Totally agree with your take on "I Know This Much Is True". I like that you made mention of Juliette Lewis' performance. It was brief, but she chewed up the screen time she had.

Perry Mason isn't as heavy as "I Know This Much Is True", but it does have dark edges. The first few episodes in particular are pretty gritty and even kinda creepy in places.
 
During my current re-watch of Fargo, which I'm enjoying, I've been supplementing with episodes of Detroiters. Not having cable I was unaware this thing existed but it's the beautiful dumb nonsense that is absolutely brilliant that I needed in this moment.

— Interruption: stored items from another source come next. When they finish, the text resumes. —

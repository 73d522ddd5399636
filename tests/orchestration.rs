//! End-to-end orchestration tests over a stub fetcher.
//!
//! Everything here runs on paused time: poll ticks, batch delays, and
//! deadlines advance instantly once the runtime is otherwise idle.

use std::collections::{HashMap, HashSet};
use std::sync::atomic::{AtomicUsize, Ordering};
use std::sync::Arc;
use std::time::Duration;

use async_trait::async_trait;
use tempfile::TempDir;

use promoscrape::cache::ResultCache;
use promoscrape::config::OrchestrationConfig;
use promoscrape::error::ScrapeError;
use promoscrape::models::{
    CampaignResult, DiscountType, Job, JobStatus, JobType, ScrapeRequest,
};
use promoscrape::orchestrator::{OverallStatus, ScrapeOrchestrator};
use promoscrape::scheduler::JobScheduler;
use promoscrape::scrapers::{CampaignFetcher, FetchTarget};
use promoscrape::storage::{FileStore, KeyValueStore};

/// Scripted fetcher: per-subcategory item lists, selectable failures,
/// optional per-fetch delay.
struct StubFetcher {
    subcategories: Vec<String>,
    items: HashMap<String, Vec<String>>,
    failing: HashSet<String>,
    fetch_delay: Duration,
    fetch_calls: AtomicUsize,
}

impl StubFetcher {
    fn new() -> Self {
        Self {
            subcategories: Vec::new(),
            items: HashMap::new(),
            failing: HashSet::new(),
            fetch_delay: Duration::from_millis(10),
            fetch_calls: AtomicUsize::new(0),
        }
    }

    fn with_subcategories(mut self, subs: &[&str]) -> Self {
        self.subcategories = subs.iter().map(|s| s.to_string()).collect();
        self
    }

    fn with_items(mut self, subcategory: &str, items: &[&str]) -> Self {
        self.items.insert(
            subcategory.to_string(),
            items.iter().map(|s| s.to_string()).collect(),
        );
        self
    }

    fn failing_on(mut self, subcategory: &str) -> Self {
        self.failing.insert(subcategory.to_string());
        self
    }

    fn with_delay(mut self, delay: Duration) -> Self {
        self.fetch_delay = delay;
        self
    }

    fn calls(&self) -> usize {
        self.fetch_calls.load(Ordering::SeqCst)
    }
}

#[async_trait]
impl CampaignFetcher for StubFetcher {
    async fn fetch(&self, target: &FetchTarget) -> Result<CampaignResult, ScrapeError> {
        self.fetch_calls.fetch_add(1, Ordering::SeqCst);
        tokio::time::sleep(self.fetch_delay).await;

        let sub = target.subcategory.clone().unwrap_or_default();
        if self.failing.contains(&sub) {
            return Err(ScrapeError::Automation(format!(
                "scripted failure for '{sub}'"
            )));
        }

        let mut result = CampaignResult::new(
            target.campaign_id.clone(),
            "20% off everything".into(),
            String::new(),
            DiscountType::Percentage,
            20.0,
        );
        result.item_ids = self.items.get(&sub).cloned().unwrap_or_default();
        Ok(result)
    }

    async fn discover_subcategories(&self, _campaign_id: &str, _category: &str) -> Vec<String> {
        self.subcategories.clone()
    }
}

struct Harness {
    _tmp: TempDir,
    scheduler: Arc<JobScheduler>,
    cache: Arc<ResultCache>,
    orchestrator: ScrapeOrchestrator,
}

fn harness(fetcher: Arc<StubFetcher>, config: OrchestrationConfig) -> Harness {
    let tmp = TempDir::new().unwrap();
    let store: Arc<dyn KeyValueStore> = Arc::new(FileStore::new(tmp.path()));
    let scheduler = Arc::new(JobScheduler::new(store.clone(), config.max_concurrent_jobs));
    let cache = Arc::new(ResultCache::new(store));
    let orchestrator = ScrapeOrchestrator::new(
        scheduler.clone(),
        fetcher,
        cache.clone(),
        config,
    );
    Harness {
        _tmp: tmp,
        scheduler,
        cache,
        orchestrator,
    }
}

fn fast_config() -> OrchestrationConfig {
    OrchestrationConfig {
        max_concurrent_jobs: 4,
        child_batch_size: 5,
        child_batch_delay_ms: 10,
        aggregation_poll_secs: 1,
        aggregation_timeout_secs: 300,
        ..Default::default()
    }
}

async fn wait_terminal(scheduler: &JobScheduler, job_id: &str) -> Job {
    loop {
        if let Some(job) = scheduler.get(job_id).await {
            if job.status.is_terminal() {
                return job;
            }
        }
        tokio::time::sleep(Duration::from_millis(20)).await;
    }
}

fn request(
    campaign: &str,
    category: Option<&str>,
    subcategory: Option<&str>,
) -> ScrapeRequest {
    ScrapeRequest::new(
        campaign,
        category.map(String::from),
        subcategory.map(String::from),
        None,
    )
    .unwrap()
}

#[tokio::test(start_paused = true)]
async fn single_scrape_completes_and_caches() {
    let fetcher = Arc::new(StubFetcher::new().with_items("shoes", &["i1", "i2"]));
    let h = harness(fetcher.clone(), fast_config());

    let req = request("spring24", Some("apparel"), Some("shoes"));
    let job = h.orchestrator.submit_scrape(&req).await;
    assert_eq!(job.job_type, JobType::Scrape);

    let done = wait_terminal(&h.scheduler, &job.id).await;
    assert_eq!(done.status, JobStatus::Completed);
    assert_eq!(done.result.as_ref().unwrap().item_ids, vec!["i1", "i2"]);

    let cached = h.cache.get(&req.cache_key()).await.unwrap();
    assert_eq!(cached.item_ids, vec!["i1", "i2"]);
    assert_eq!(fetcher.calls(), 1);
}

#[tokio::test(start_paused = true)]
async fn duplicate_request_reuses_active_job() {
    let fetcher = Arc::new(
        StubFetcher::new()
            .with_items("shoes", &["i1"])
            .with_delay(Duration::from_secs(60)),
    );
    let h = harness(fetcher.clone(), fast_config());

    let req = request("spring24", Some("apparel"), Some("shoes"));
    let first = h.orchestrator.submit_scrape(&req).await;
    let second = h.orchestrator.submit_scrape(&req).await;
    assert_eq!(first.id, second.id);

    // A different tuple is not deduplicated.
    let other = request("spring24", Some("apparel"), Some("hats"));
    let third = h.orchestrator.submit_scrape(&other).await;
    assert_ne!(first.id, third.id);
}

#[tokio::test(start_paused = true)]
async fn failed_job_does_not_block_resubmission() {
    let fetcher = Arc::new(StubFetcher::new().failing_on("shoes"));
    let h = harness(fetcher.clone(), fast_config());

    let req = request("spring24", Some("apparel"), Some("shoes"));
    let first = h.orchestrator.submit_scrape(&req).await;
    let failed = wait_terminal(&h.scheduler, &first.id).await;
    assert_eq!(failed.status, JobStatus::Failed);
    assert!(failed.error.unwrap().contains("scripted failure"));

    let retry = h.orchestrator.submit_scrape(&req).await;
    assert_ne!(first.id, retry.id);
}

#[tokio::test(start_paused = true)]
async fn fan_out_aggregates_union_of_item_ids() {
    let fetcher = Arc::new(
        StubFetcher::new()
            .with_subcategories(&["a", "b", "c"])
            .with_items("a", &["i1", "i2"])
            .with_items("b", &["i2", "i3"])
            .failing_on("c"),
    );
    let h = harness(fetcher.clone(), fast_config());

    let req = request("summer24", Some("grocery"), None);
    let parent = h.orchestrator.submit_scrape(&req).await;
    assert_eq!(parent.job_type, JobType::Orchestrator);

    let done = wait_terminal(&h.scheduler, &parent.id).await;
    assert_eq!(done.status, JobStatus::Completed);
    assert_eq!(
        done.result.as_ref().unwrap().item_ids,
        vec!["i1", "i2", "i3"]
    );

    let child_ids = done.metadata.child_job_ids.as_ref().unwrap();
    assert_eq!(child_ids.len(), 3);
    for id in child_ids {
        let child = h.scheduler.get(id).await.unwrap();
        assert_eq!(child.metadata.parent_job_id.as_deref(), Some(parent.id.as_str()));
    }

    // One child failed, so the campaign as a whole is partial.
    let view = h.orchestrator.get_jobs_for_campaign("summer24").await;
    assert_eq!(view.overall_status, OverallStatus::Partial);
    assert_eq!(view.summary.failed, 1);

    // The aggregate is served from the cache under the parent's key.
    let cached = h.cache.get(&req.cache_key()).await.unwrap();
    assert_eq!(cached.item_ids, vec!["i1", "i2", "i3"]);
}

#[tokio::test(start_paused = true)]
async fn empty_discovery_degrades_to_one_unfiltered_child() {
    let fetcher = Arc::new(StubFetcher::new().with_items("", &["i9"]));
    let h = harness(fetcher.clone(), fast_config());

    let req = request("fall24", Some("outdoor"), None);
    let parent = h.orchestrator.submit_scrape(&req).await;

    let done = wait_terminal(&h.scheduler, &parent.id).await;
    assert_eq!(done.status, JobStatus::Completed);

    let child_ids = done.metadata.child_job_ids.as_ref().unwrap();
    assert_eq!(child_ids.len(), 1);
    let child = h.scheduler.get(&child_ids[0]).await.unwrap();
    assert_eq!(child.metadata.subcategory, None);
    assert_eq!(done.result.as_ref().unwrap().item_ids, vec!["i9"]);
}

#[tokio::test(start_paused = true)]
async fn discovery_width_is_capped() {
    let subs: Vec<String> = (0..80).map(|i| format!("sub{i:02}")).collect();
    let sub_refs: Vec<&str> = subs.iter().map(String::as_str).collect();
    let mut fetcher = StubFetcher::new().with_subcategories(&sub_refs);
    for sub in &subs {
        fetcher = fetcher.with_items(sub, &[]);
    }
    let fetcher = Arc::new(fetcher);

    let mut config = fast_config();
    config.max_child_jobs = 50;
    config.max_concurrent_jobs = 8;
    let h = harness(fetcher.clone(), config);

    let req = request("mega24", Some("everything"), None);
    let parent = h.orchestrator.submit_scrape(&req).await;
    let done = wait_terminal(&h.scheduler, &parent.id).await;

    assert_eq!(done.status, JobStatus::Completed);
    assert_eq!(done.metadata.child_job_ids.unwrap().len(), 50);
    // 50 child fetches, none for the parent.
    assert_eq!(fetcher.calls(), 50);
}

#[tokio::test(start_paused = true)]
async fn aggregation_times_out_when_children_never_settle() {
    let fetcher = Arc::new(
        StubFetcher::new()
            .with_subcategories(&["slow"])
            .with_items("slow", &["i1"])
            .with_delay(Duration::from_secs(3600)),
    );
    let mut config = fast_config();
    config.aggregation_timeout_secs = 30;
    let h = harness(fetcher.clone(), config);

    let req = request("stuck24", Some("grocery"), None);
    let parent = h.orchestrator.submit_scrape(&req).await;
    let done = wait_terminal(&h.scheduler, &parent.id).await;

    assert_eq!(done.status, JobStatus::Failed);
    assert!(done.error.unwrap().contains("timed out"));
}

#[tokio::test(start_paused = true)]
async fn all_children_failing_fails_the_parent() {
    let fetcher = Arc::new(
        StubFetcher::new()
            .with_subcategories(&["a", "b"])
            .failing_on("a")
            .failing_on("b"),
    );
    let h = harness(fetcher.clone(), fast_config());

    let req = request("doomed24", Some("grocery"), None);
    let parent = h.orchestrator.submit_scrape(&req).await;
    let done = wait_terminal(&h.scheduler, &parent.id).await;

    assert_eq!(done.status, JobStatus::Failed);
    assert!(done.error.unwrap().contains("all child jobs failed"));
}

#[tokio::test(start_paused = true)]
async fn cached_result_expires_by_ttl() {
    let fetcher = Arc::new(StubFetcher::new().with_items("shoes", &["i1"]));
    let mut config = fast_config();
    config.result_ttl_secs = 1;
    let h = harness(fetcher.clone(), config);

    let req = request("ttl24", Some("apparel"), Some("shoes"));
    let job = h.orchestrator.submit_scrape(&req).await;
    wait_terminal(&h.scheduler, &job.id).await;
    assert!(h.orchestrator.cached_result(&req).await.is_some());

    // Absolute expiry is wall-clock, not tokio time, so wait it out.
    tokio::time::resume();
    tokio::time::sleep(Duration::from_millis(1100)).await;
    assert!(h.orchestrator.cached_result(&req).await.is_none());
}
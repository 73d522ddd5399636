//! Campaign target fetching.
//!
//! [`CampaignFetcher`] is the seam between orchestration and browser
//! automation: the orchestrator only ever sees this trait, which keeps the
//! fan-out and aggregation logic testable without a browser.

mod discovery;
mod fetch;
mod signals;

pub use discovery::filter_subcategory_noise;
pub use signals::best_estimate;

use async_trait::async_trait;

use crate::error::ScrapeError;
use crate::models::CampaignResult;

/// One (campaign, category, subcategory) scrape target.
#[derive(Debug, Clone)]
pub struct FetchTarget {
    pub campaign_id: String,
    pub category: Option<String>,
    pub subcategory: Option<String>,
    pub max_load_more_clicks: u32,
}

/// Drives one browser session per call; returns a normalized result or a
/// typed failure.
#[async_trait]
pub trait CampaignFetcher: Send + Sync {
    /// Full scrape of a single target.
    async fn fetch(&self, target: &FetchTarget) -> Result<CampaignResult, ScrapeError>;

    /// Discovery mode: list subcategory labels for a category.
    ///
    /// Never errors; any failure degrades to an empty list, which the
    /// orchestrator absorbs by falling back to one unfiltered child.
    async fn discover_subcategories(&self, campaign_id: &str, category: &str) -> Vec<String>;
}

pub use fetch::BrowserCampaignFetcher;
use promoscrape::cli;
use tracing_subscriber::{layer::SubscriberExt, util::SubscriberInitExt};

#[tokio::main]
async fn main() -> anyhow::Result<()> {
    // Load .env file if present (before anything else)
    let _ = dotenvy::dotenv();

    // Initialize logging based on verbosity
    let default_filter = if cli::is_verbose() {
        "promoscrape=info"
    } else {
        "promoscrape=warn"
    };

    tracing_subscriber::registry()
        .with(
            tracing_subscriber::EnvFilter::try_from_default_env()
                .unwrap_or_else(|_| default_filter.into()),
        )
        .with(tracing_subscriber::fmt::layer())
        .init();

    cli::run().await
}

It sucks Comedy Central seems to think that keeping their shows behind a paywall is somehow going to benefit them because things like this seem to be getting lost in the streaming shuffle, but if you're looking for something that plays on the charming idiocy of two numbskulls with the backdrop of ever-gentrifying Detroit this is worth your time. Of course if you try and stream via CC be prepared for as much commercial time as show time... ironic since the main characters run an ad agency
Part of the most recent season was filmed in my small hometown in Central IL.